> [Data excerpts]
================================

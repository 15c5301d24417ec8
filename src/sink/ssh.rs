//! Interactive SSH session to an IOS device.
//!
//! Uses the ssh2 crate (libssh2) with blocking I/O: password authentication
//! with a keyboard-interactive fallback, a PTY shell channel, and a
//! line-by-line exchange that waits for the prompt after every command.

use super::response::{at_privileged_prompt, at_prompt, rejection, PATTERNS};
use super::{BlockOutcome, CommandSink, SessionError};
use crate::commands::CommandBlock;
use log::{debug, info, warn};
use ssh2::{Channel, Session};
use std::io::{ErrorKind, Read, Write};
use std::net::{TcpStream, ToSocketAddrs};
use std::time::{Duration, Instant};

/// Keyboard-interactive prompt handler that always responds with the password
struct PasswordPrompt {
    password: String,
}

impl ssh2::KeyboardInteractivePrompt for PasswordPrompt {
    fn prompt<'a>(
        &mut self,
        _username: &str,
        _instructions: &str,
        prompts: &[ssh2::Prompt<'a>],
    ) -> Vec<String> {
        prompts.iter().map(|_| self.password.clone()).collect()
    }
}

/// Where and how to log in
#[derive(Clone)]
pub struct DeviceTarget {
    pub host: String,
    pub port: u16,
    pub username: String,
    pub password: String,
    /// Secret for `enable`, when the login lands in user EXEC mode
    pub enable_secret: Option<String>,
    pub timeout: Duration,
}

impl std::fmt::Debug for DeviceTarget {
    fn fmt(&self, f: &mut std::fmt::Formatter<'_>) -> std::fmt::Result {
        f.debug_struct("DeviceTarget")
            .field("host", &self.host)
            .field("port", &self.port)
            .field("username", &self.username)
            .field("timeout", &self.timeout)
            .finish_non_exhaustive()
    }
}

/// An authenticated shell on the device.
///
/// Dropping the session closes the channel and disconnects.
pub struct SshSession {
    session: Session,
    channel: Channel,
    timeout: Duration,
}

impl SshSession {
    /// Connect, authenticate and open a shell ready for commands
    pub fn connect(target: &DeviceTarget) -> Result<Self, SessionError> {
        let addr = format!("{}:{}", target.host, target.port);
        info!("Connecting to {} as '{}'", addr, target.username);

        let socket = addr
            .to_socket_addrs()
            .map_err(|source| SessionError::Connect {
                addr: addr.clone(),
                source,
            })?
            .next()
            .ok_or_else(|| SessionError::Resolve { addr: addr.clone() })?;
        let tcp = TcpStream::connect_timeout(&socket, target.timeout)
            .map_err(|source| SessionError::Connect {
                addr: addr.clone(),
                source,
            })?;
        tcp.set_read_timeout(Some(target.timeout)).ok();
        tcp.set_write_timeout(Some(target.timeout)).ok();

        let mut session = Session::new().map_err(SessionError::Handshake)?;
        session.set_tcp_stream(tcp);
        session.set_timeout(target.timeout.as_millis().min(u128::from(u32::MAX)) as u32);
        session.handshake().map_err(SessionError::Handshake)?;
        authenticate(&session, &target.username, &target.password)?;

        let mut channel = session.channel_session().map_err(SessionError::Channel)?;
        channel
            .request_pty("vt100", None, Some((200, 24, 0, 0)))
            .map_err(SessionError::Channel)?;
        channel.shell().map_err(SessionError::Channel)?;

        let mut shell = Self {
            session,
            channel,
            timeout: target.timeout,
        };
        let banner = shell.read_until_prompt("login")?;
        debug!("Login banner: {}", banner.trim());

        if let Some(secret) = &target.enable_secret {
            shell.enable(&target.username, secret)?;
        }
        shell.exec("terminal length 0")?;
        info!("Connection established");
        Ok(shell)
    }

    /// Send one line and return the device output up to the next prompt
    pub fn exec(&mut self, command: &str) -> Result<String, SessionError> {
        self.write_line(command)?;
        let output = self.read_until_prompt(command)?;
        debug!("{} -> {}", command, output.trim());
        Ok(output)
    }

    fn enable(&mut self, user: &str, secret: &str) -> Result<(), SessionError> {
        self.write_line("enable")?;
        let mut output = self.read_until(|buffer| PATTERNS.password.is_match(buffer) || at_prompt(buffer))?;
        if PATTERNS.password.is_match(&output) {
            self.write_line(secret)?;
            output = self.read_until_prompt("enable")?;
        }
        check_enabled(user, &output)?;
        info!("Entered enable mode");
        Ok(())
    }

    fn write_line(&mut self, line: &str) -> Result<(), SessionError> {
        self.channel.write_all(line.as_bytes())?;
        self.channel.write_all(b"\n")?;
        self.channel.flush()?;
        Ok(())
    }

    fn read_until_prompt(&mut self, command: &str) -> Result<String, SessionError> {
        let output = self.read_until(at_prompt)?;
        prompt_output(command, output)
    }

    /// Read output until `done` accepts it or the timeout runs out
    fn read_until(&mut self, done: impl Fn(&str) -> bool) -> Result<String, SessionError> {
        let deadline = Instant::now() + self.timeout;
        let mut output = String::new();
        let mut buffer = [0u8; 4096];

        while Instant::now() < deadline {
            match self.channel.read(&mut buffer) {
                Ok(0) => break,
                Ok(n) => {
                    output.push_str(&String::from_utf8_lossy(&buffer[..n]));
                    if done(&output) {
                        break;
                    }
                }
                Err(e) if matches!(e.kind(), ErrorKind::TimedOut | ErrorKind::WouldBlock) => break,
                Err(e) => return Err(e.into()),
            }
        }
        Ok(output)
    }
}

impl CommandSink for SshSession {
    fn send_block(&mut self, block: &CommandBlock) -> Result<BlockOutcome, SessionError> {
        for line in &block.lines {
            let output = self.exec(line)?;
            if let Some(message) = rejection(&output) {
                return Ok(BlockOutcome::Rejected {
                    command: line.clone(),
                    message,
                });
            }
        }
        Ok(BlockOutcome::Accepted)
    }
}

impl Drop for SshSession {
    fn drop(&mut self) {
        info!("Disconnecting");
        if let Err(e) = self.channel.send_eof().and_then(|_| self.channel.close()) {
            warn!("Failed to close SSH channel cleanly: {}", e);
        }
        let _ = self.session.disconnect(None, "netpush done", None);
    }
}

/// Output of a command, which must end at the CLI prompt.
/// A read that timed out mid-output would leave the rest for the next command.
fn prompt_output(command: &str, output: String) -> Result<String, SessionError> {
    if at_prompt(&output) {
        Ok(output)
    } else {
        Err(SessionError::NoPrompt {
            command: command.to_string(),
        })
    }
}

/// `enable` succeeded only when the device is now at a `#` prompt
fn check_enabled(user: &str, output: &str) -> Result<(), SessionError> {
    if at_privileged_prompt(output) {
        Ok(())
    } else {
        warn!("enable refused: {}", output.trim());
        Err(SessionError::Auth {
            user: format!("{} (enable)", user),
        })
    }
}

/// Password auth first, keyboard-interactive as fallback
fn authenticate(session: &Session, user: &str, password: &str) -> Result<(), SessionError> {
    if session.userauth_password(user, password).is_ok() && session.authenticated() {
        return Ok(());
    }

    let mut prompter = PasswordPrompt {
        password: password.to_string(),
    };
    let _ = session.userauth_keyboard_interactive(user, &mut prompter);

    if session.authenticated() {
        Ok(())
    } else {
        Err(SessionError::Auth {
            user: user.to_string(),
        })
    }
}

#[cfg(test)]
mod tests {
    use super::*;
    use std::net::TcpListener;

    fn target(port: u16) -> DeviceTarget {
        DeviceTarget {
            host: "127.0.0.1".to_string(),
            port,
            username: "admin".to_string(),
            password: "hunter2".to_string(),
            enable_secret: None,
            timeout: Duration::from_millis(500),
        }
    }

    #[test]
    fn test_output_without_prompt_is_incomplete() {
        let output = "vlan 10\r\nSwitch(config-vlan)#".to_string();
        assert_eq!(prompt_output("vlan 10", output.clone()).unwrap(), output);

        let partial = "show running-config\r\nBuilding configuration...".to_string();
        assert!(matches!(
            prompt_output("show running-config", partial),
            Err(SessionError::NoPrompt { ref command }) if command == "show running-config"
        ));
        assert!(matches!(
            prompt_output("vlan 10", String::new()),
            Err(SessionError::NoPrompt { .. })
        ));
    }

    #[test]
    fn test_enable_requires_privileged_prompt() {
        check_enabled("admin", "Password: \r\nSwitch#").unwrap();

        let denied = "Password: \r\n% Access denied\r\n\r\nSwitch>";
        let err = check_enabled("admin", denied).unwrap_err();
        assert!(matches!(err, SessionError::Auth { ref user } if user == "admin (enable)"));
    }

    #[test]
    fn test_debug_hides_secrets() {
        let mut t = target(22);
        t.enable_secret = Some("enablesecret".to_string());
        let shown = format!("{:?}", t);
        assert!(shown.contains("127.0.0.1"));
        assert!(!shown.contains("hunter2"));
        assert!(!shown.contains("enablesecret"));
    }

    #[test]
    fn test_connection_refused_is_connect_error() {
        // Bind then drop to get a port nothing listens on
        let port = {
            let listener = TcpListener::bind("127.0.0.1:0").unwrap();
            listener.local_addr().unwrap().port()
        };
        let result = SshSession::connect(&target(port));
        assert!(matches!(result, Err(SessionError::Connect { .. })));
    }

    #[test]
    fn test_unresolvable_host() {
        let mut t = target(22);
        t.host = "host.invalid".to_string();
        assert!(matches!(
            SshSession::connect(&t),
            Err(SessionError::Connect { .. }) | Err(SessionError::Resolve { .. })
        ));
    }
}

================================

> [Task] Select every line in the material above where the string "ErrorKind" occurs, and copy it.

> [Exercise answer]
use std::io::{ErrorKind, Read, Write};
                Err(e) if matches!(e.kind(), ErrorKind::TimedOut | ErrorKind::WouldBlock) => break,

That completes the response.